//! Configuration options for fetching and scoring.
//!
//! The `Options` struct controls how pages are fetched and which thresholds
//! the scoring checks use.

use std::ops::RangeInclusive;
use std::time::Duration;

/// User agent sent with every request unless overridden.
pub const DEFAULT_USER_AGENT: &str = concat!("seo-score/", env!("CARGO_PKG_VERSION"));

/// Configuration options for SEO analysis.
///
/// All fields are public for easy configuration. Use `Default::default()`
/// for standard settings.
///
/// # Example
///
/// ```rust
/// use seo_score::Options;
///
/// let options = Options {
///     focus_keyword: Some("rust crates".to_string()),
///     check_links: true,
///     ..Options::default()
/// };
/// assert_eq!(options.min_word_count, 300);
/// ```
#[derive(Debug, Clone)]
pub struct Options {
    /// URL of the analyzed page.
    ///
    /// Used as the base for resolving relative links and the canonical
    /// href, and for separating internal from external links. When a page
    /// is fetched, the final URL after redirects replaces this value.
    ///
    /// Default: `None`
    pub url: Option<String>,

    /// Timeout for each HTTP request.
    ///
    /// Default: 10 seconds
    pub timeout: Duration,

    /// `User-Agent` header value.
    ///
    /// Default: `seo-score/<version>`
    pub user_agent: String,

    /// Maximum number of redirects followed per request.
    ///
    /// Default: `10`
    pub max_redirects: usize,

    /// Keyword or phrase the page is expected to rank for.
    ///
    /// When set, an extra scoring check looks for it in the title,
    /// description and body.
    ///
    /// Default: `None`
    pub focus_keyword: Option<String>,

    /// Check every link on the page for a 4xx/5xx response.
    ///
    /// Only honored by `analyze_url`.
    ///
    /// Default: `false`
    pub check_links: bool,

    /// Upper bound on the number of links checked.
    ///
    /// Default: `50`
    pub max_links_checked: usize,

    /// Number of entries kept in the keyword frequency table.
    ///
    /// Default: `10`
    pub top_keywords: usize,

    /// Shortest word (in chars) that counts as a keyword candidate.
    ///
    /// Default: `3`
    pub min_keyword_length: usize,

    /// Title length (chars) that earns full points.
    ///
    /// Default: `50..=60`
    pub title_length: RangeInclusive<usize>,

    /// Meta description length (chars) that earns full points.
    ///
    /// Default: `120..=160`
    pub description_length: RangeInclusive<usize>,

    /// Minimum number of body words for the content check.
    ///
    /// Default: `300`
    pub min_word_count: usize,
}

impl Default for Options {
    fn default() -> Self {
        Self {
            url: None,
            timeout: Duration::from_secs(10),
            user_agent: DEFAULT_USER_AGENT.to_string(),
            max_redirects: 10,
            focus_keyword: None,
            check_links: false,
            max_links_checked: 50,
            top_keywords: 10,
            min_keyword_length: 3,
            title_length: 50..=60,
            description_length: 120..=160,
            min_word_count: 300,
        }
    }
}

impl Options {
    /// Returns the focus keyword if it contains anything besides whitespace.
    #[must_use]
    pub fn focus_keyword(&self) -> Option<&str> {
        self.focus_keyword
            .as_deref()
            .map(str::trim)
            .filter(|k| !k.is_empty())
    }
}

#[cfg(test)]
mod tests {
    use super::*;

    #[test]
    fn test_default_options_thresholds() {
        let opts = Options::default();

        assert!(opts.url.is_none());
        assert_eq!(opts.timeout, Duration::from_secs(10));
        assert!(opts.user_agent.starts_with("seo-score/"));
        assert_eq!(opts.max_redirects, 10);
        assert!(opts.focus_keyword.is_none());
        assert!(!opts.check_links);
        assert_eq!(opts.max_links_checked, 50);
        assert_eq!(opts.top_keywords, 10);
        assert_eq!(opts.min_keyword_length, 3);
        assert_eq!(opts.title_length, 50..=60);
        assert_eq!(opts.description_length, 120..=160);
        assert_eq!(opts.min_word_count, 300);
    }

    #[test]
    fn test_blank_focus_keyword_is_ignored() {
        let opts = Options {
            focus_keyword: Some("   ".to_string()),
            ..Options::default()
        };
        assert_eq!(opts.focus_keyword(), None);
    }

    #[test]
    fn test_focus_keyword_is_trimmed() {
        let opts = Options {
            focus_keyword: Some("  rust  ".to_string()),
            ..Options::default()
        };
        assert_eq!(opts.focus_keyword(), Some("rust"));
    }

    #[test]
    fn test_custom_thresholds() {
        let opts = Options {
            title_length: 30..=65,
            min_word_count: 600,
            ..Options::default()
        };

        assert_eq!(opts.title_length, 30..=65);
        assert_eq!(opts.min_word_count, 600);
        assert_eq!(opts.description_length, 120..=160);
    }
}
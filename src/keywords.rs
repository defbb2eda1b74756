//! Keyword frequency and density analysis.
//!
//! Body text is tokenized into lowercase words. The most frequent
//! non-stop-words form the keyword table, and an optional focus keyword
//! (single word or phrase) is located in the body and in the page's key
//! fields.

use regex::Regex;
use std::collections::HashMap;
use std::sync::LazyLock;

use crate::result::{FocusKeyword, KeywordStat};

/// A word: letters or digits, optionally joined by inner apostrophes or hyphens.
#[allow(clippy::expect_used)]
static WORD_RE: LazyLock<Regex> = LazyLock::new(|| {
    Regex::new(r"[\p{L}\p{N}]+(?:['’\-][\p{L}\p{N}]+)*").expect("valid regex")
});

/// Common English words excluded from the keyword table.
const STOP_WORDS: &[&str] = &[
    "a", "about", "above", "after", "again", "against", "all", "also", "am", "an", "and",
    "any", "are", "aren't", "as", "at", "be", "because", "been", "before", "being", "below",
    "between", "both", "but", "by", "can", "can't", "cannot", "could", "did", "didn't", "do",
    "does", "doesn't", "doing", "don't", "down", "during", "each", "few", "for", "from",
    "further", "get", "got", "had", "has", "have", "having", "he", "her", "here", "hers",
    "herself", "him", "himself", "his", "how", "i", "if", "in", "into", "is", "isn't", "it",
    "it's", "its", "itself", "just", "let's", "like", "may", "me", "more", "most", "much",
    "must", "my", "myself", "new", "no", "nor", "not", "now", "of", "off", "on", "once",
    "one", "only", "or", "other", "our", "ours", "ourselves", "out", "over", "own", "same",
    "she", "should", "so", "some", "such", "than", "that", "that's", "the", "their",
    "theirs", "them", "themselves", "then", "there", "there's", "these", "they", "this",
    "those", "through", "to", "too", "under", "until", "up", "us", "use", "used", "using",
    "very", "was", "wasn't", "we", "were", "what", "when", "where", "which", "while", "who",
    "whom", "why", "will", "with", "won't", "would", "you", "your", "yours", "yourself",
    "yourselves",
];

/// Split text into lowercase words.
///
/// Typographic apostrophes are folded to `'` so that `don’t` and `don't`
/// count as the same word.
#[must_use]
pub fn tokenize(text: &str) -> Vec<String> {
    WORD_RE
        .find_iter(text)
        .map(|m| m.as_str().to_lowercase().replace('’', "'"))
        .collect()
}

/// Whether `word` is on the stop word list.
#[must_use]
pub fn is_stop_word(word: &str) -> bool {
    STOP_WORDS.contains(&word)
}

/// Build the keyword frequency table.
///
/// Stop words, purely numeric tokens and words shorter than `min_length`
/// chars are skipped. Rows are sorted by count (descending) then word, and
/// truncated to `limit`. Density is relative to all tokens, stop words
/// included.
#[must_use]
pub fn keyword_frequency(tokens: &[String], min_length: usize, limit: usize) -> Vec<KeywordStat> {
    if tokens.is_empty() || limit == 0 {
        return Vec::new();
    }

    let mut counts: HashMap<&str, usize> = HashMap::new();
    for token in tokens {
        if token.chars().count() < min_length
            || is_stop_word(token)
            || token.chars().all(|c| c.is_numeric())
        {
            continue;
        }
        *counts.entry(token.as_str()).or_insert(0) += 1;
    }

    let mut rows: Vec<(&str, usize)> = counts.into_iter().collect();
    rows.sort_by(|a, b| b.1.cmp(&a.1).then_with(|| a.0.cmp(b.0)));
    rows.truncate(limit);

    let total = tokens.len();
    rows.into_iter()
        .map(|(word, count)| KeywordStat {
            word: word.to_string(),
            count,
            density: density(count, total),
        })
        .collect()
}

/// Percentage of `total` taken by `count`, 0 for an empty page.
#[must_use]
pub fn density(count: usize, total: usize) -> f64 {
    if total == 0 {
        0.0
    } else {
        count as f64 / total as f64 * 100.0
    }
}

/// Count non-overlapping occurrences of `phrase` in `tokens`.
#[must_use]
pub fn count_phrase(tokens: &[String], phrase: &[String]) -> usize {
    if phrase.is_empty() || tokens.len() < phrase.len() {
        return 0;
    }

    let mut count = 0;
    let mut i = 0;
    while i + phrase.len() <= tokens.len() {
        if tokens[i..i + phrase.len()] == *phrase {
            count += 1;
            i += phrase.len();
        } else {
            i += 1;
        }
    }
    count
}

/// Fields the focus keyword is looked up in.
#[derive(Debug, Clone, Copy, Default)]
pub struct KeywordContext<'a> {
    pub title: Option<&'a str>,
    pub description: Option<&'a str>,
    pub h1: Option<&'a str>,
    pub url: Option<&'a str>,
}

/// Locate a focus keyword in the body tokens and the page's key fields.
///
/// Returns `None` when the keyword has no word characters.
#[must_use]
pub fn analyze_focus_keyword(
    keyword: &str,
    body_tokens: &[String],
    ctx: &KeywordContext<'_>,
) -> Option<FocusKeyword> {
    let phrase = tokenize(keyword);
    if phrase.is_empty() {
        return None;
    }

    let occurrences = count_phrase(body_tokens, &phrase);
    let contains = |field: Option<&str>| {
        field.is_some_and(|text| count_phrase(&tokenize(text), &phrase) > 0)
    };

    Some(FocusKeyword {
        keyword: phrase.join(" "),
        occurrences,
        density: density(occurrences * phrase.len(), body_tokens.len()),
        in_title: contains(ctx.title),
        in_description: contains(ctx.description),
        in_h1: contains(ctx.h1),
        in_url: ctx.url.is_some_and(|url| url_contains_phrase(url, &phrase)),
    })
}

/// URL slugs join words with `-` or `_`; compare on the joined form.
fn url_contains_phrase(url: &str, phrase: &[String]) -> bool {
    let haystack: String = url
        .to_lowercase()
        .chars()
        .filter(|c| !matches!(c, '-' | '_' | '+' | ' ' | '%'))
        .collect();
    let needle: String = phrase.concat().replace(['-', '\''], "");
    !needle.is_empty() && haystack.contains(&needle)
}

■ What you will do:
The result should be every line that contains "needle", copied from the entries.

■ Written response:
    let needle: String = phrase.concat().replace(['-', '\''], "");
    !needle.is_empty() && haystack.contains(&needle)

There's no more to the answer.